* [Extracted data entries]

>>>

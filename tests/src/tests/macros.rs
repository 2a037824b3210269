use super::support::{self, FixtureApp, Route, FORM_PAGE};
use std::cell::RefCell;
use webplay::{webplay_replay_test, ReplayConfiguration};

thread_local! {
    // The configuration function runs first, on the test's own thread, and the test body
    // takes the application over so it stays up for the replay.
    static FIXTURE: RefCell<Option<FixtureApp>> = RefCell::new(None);
}

fn configure_replay(configuration: &mut ReplayConfiguration) {
    support::init_logging();

    let app = FixtureApp::start(vec![
        ("/", Route::html(FORM_PAGE)),
        ("/save", Route::new(302, "", b"")),
    ]);
    configuration.set_base_url(app.base_url());
    FIXTURE.with(|fixture| *fixture.borrow_mut() = Some(app));
}

#[webplay_replay_test("scenarios/form.xml", configure_replay)]
fn recorded_form_replays_against_the_fixture() {
    FIXTURE
        .with(|fixture| fixture.borrow_mut().take())
        .expect("the fixture is started by configure_replay")
}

<<<

* [Exercise prompt] The records above are to be set down again exactly as written.

* [Expected answer]
filename tests/src/tests/macros.rs
repository 2a037824b3210269
use super::support::{self, FixtureApp, Route, FORM_PAGE};
use std::cell::RefCell;
use webplay::{webplay_replay_test, ReplayConfiguration};

thread_local! {
    // The configuration function runs first, on the test's own thread, and the test body
    // takes the application over so it stays up for the replay.
    static FIXTURE: RefCell<Option<FixtureApp>> = RefCell::new(None);
}

fn configure_replay(configuration: &mut ReplayConfiguration) {
    support::init_logging();

    let app = FixtureApp::start(vec![
        ("/", Route::html(FORM_PAGE)),
        ("/save", Route::new(302, "", b"")),
    ]);
    configuration.set_base_url(app.base_url());
    FIXTURE.with(|fixture| *fixture.borrow_mut() = Some(app));
}

#[webplay_replay_test("scenarios/form.xml", configure_replay)]
fn recorded_form_replays_against_the_fixture() {
    FIXTURE
        .with(|fixture| fixture.borrow_mut().take())
        .expect("the fixture is started by configure_replay")
}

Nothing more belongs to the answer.